Manning et Macpherson (1958: 221 et 222) font état d’observations locales selon lesquelles les sous-espèces arcticus et pearyi étaient présentes sur l’île Somerset, mais sans qu’il y ait de formes intermédiaires entre les deux. La plupart des caribous du continent sont migrateurs, remontant la péninsule de Booth jusqu’à l’île Somerset avant la rupture des glaces et redescendant avant, pendant et après la prise des glaces, mais certains restent sur l’île Somerset tout l’hiver et seraient donc en contact avec les pearyi pendant la saison du rut. Quelques caribous du continent montent parfois jusqu’à l’île Prince-de-Galles.

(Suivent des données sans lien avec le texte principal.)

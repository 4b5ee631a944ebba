//! Handle
//!
//! A Handle denotes the start of a block of unmanaged memory. It carries neither size nor type: the owner of the
//! Handle is responsible for remembering the number of bytes it was allocated with.

use core::{fmt, ptr::{self, NonNull}};

use crate::{FixedLayout, RawView};

/// An owning handle to a block of unmanaged memory.
///
/// A Handle has exactly one owner at a time: it is neither `Copy` nor `Clone`, and moving it transfers ownership.
/// Dropping a Handle does not release the memory; the block must be handed back to `Memory::free` or consumed by
/// `Memory::reallocate`.
pub struct Handle(*mut u8);

impl Handle {
    /// Creates the null Handle, which owns nothing.
    pub const fn null() -> Self { Self(ptr::null_mut()) }

    /// Creates a Handle from a raw pointer.
    ///
    /// #   Safety
    ///
    /// -   Assumes that `pointer` is null, or was returned by the `Backend` the Handle will be freed with.
    /// -   Assumes that no other Handle owns `pointer`.
    pub const unsafe fn from_raw(pointer: *mut u8) -> Self { Self(pointer) }

    /// Releases ownership of the Handle, returning the raw pointer.
    pub fn into_raw(self) -> *mut u8 { self.0 }

    /// Returns the raw pointer, without releasing ownership.
    pub fn as_ptr(&self) -> *mut u8 { self.0 }

    /// Returns the raw pointer, if not null.
    pub fn as_non_null(&self) -> Option<NonNull<u8>> { NonNull::new(self.0) }

    /// Returns whether the Handle is the null Handle.
    pub fn is_null(&self) -> bool { self.0.is_null() }

    /// Views the first `byte_count` bytes of the block as an array of `T`.
    ///
    /// The view covers as many whole `T` as fit in `byte_count`.
    ///
    /// #   Safety
    ///
    /// -   Assumes that the block is at least `byte_count` bytes long.
    /// -   Assumes that no other view, or reference, mutably aliases the elements accessed through the view.
    pub unsafe fn view<T>(&self, byte_count: usize) -> RawView<'_, T>
        where
            T: FixedLayout
    {
        RawView::new(self, byte_count)
    }
}

impl fmt::Debug for Handle {
    fn fmt(&self, f: &mut fmt::Formatter<'_>) -> fmt::Result {
        write!(f, "Handle({:p})", self.0)
    }
}

impl Default for Handle {
    fn default() -> Self { Self::null() }
}

//  Safety:
//  -   A Handle is a unique owner of its block, much like `Box<[u8]>`.
unsafe impl Send for Handle {}

//  Safety:
//  -   Shared access to a Handle only exposes the address; accessing the memory requires `unsafe`.
unsafe impl Sync for Handle {}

Banfield (1961) est revenu à désigner l’espèce comme R. tarandus, mais il a conservé la classification et la répartition des phénotypes de Manning (1960), en incluant le caribou de la pointe nord-ouest de l’île Victoria dans R. t. pearyi, sur la base du savoir traditionnel autochtone. Il a fait remarquer que la population de l’île Prince-de-Galles de R. t. pearyi est unique en ce qu’elle présente les caractéristiques de squelette et de pelage typiques de pearyi, mais est de plus grande taille : il en a fait un « dême super pearyi ». Il a accepté des « observations d’Esquimaux et d’Européens » selon lesquelles le caribou de Peary circule entre les îles Prince-de-Galles et Somerset et, même si des caribous du continent s’aventurent à l’occasion jusqu’à ces îles, ils demeurent isolés sur le plan de la reproduction. Il a noté la présence de « groenlandicus typiques » sur les péninsules de Booth et Adélaïde. Ses cartes (1961: 46, 48) indiquent que la péninsule de Booth et le sud de l’île Victoria ont été occupés par le caribou de la toundra, et le nord de l’île Victoria par le caribou de Peary, jusqu’à la fin de XIXe siècle, mais n’étaient plus fréquentés que par le caribou de Peary, le long de la côte nord-ouest, au moment de leur publication.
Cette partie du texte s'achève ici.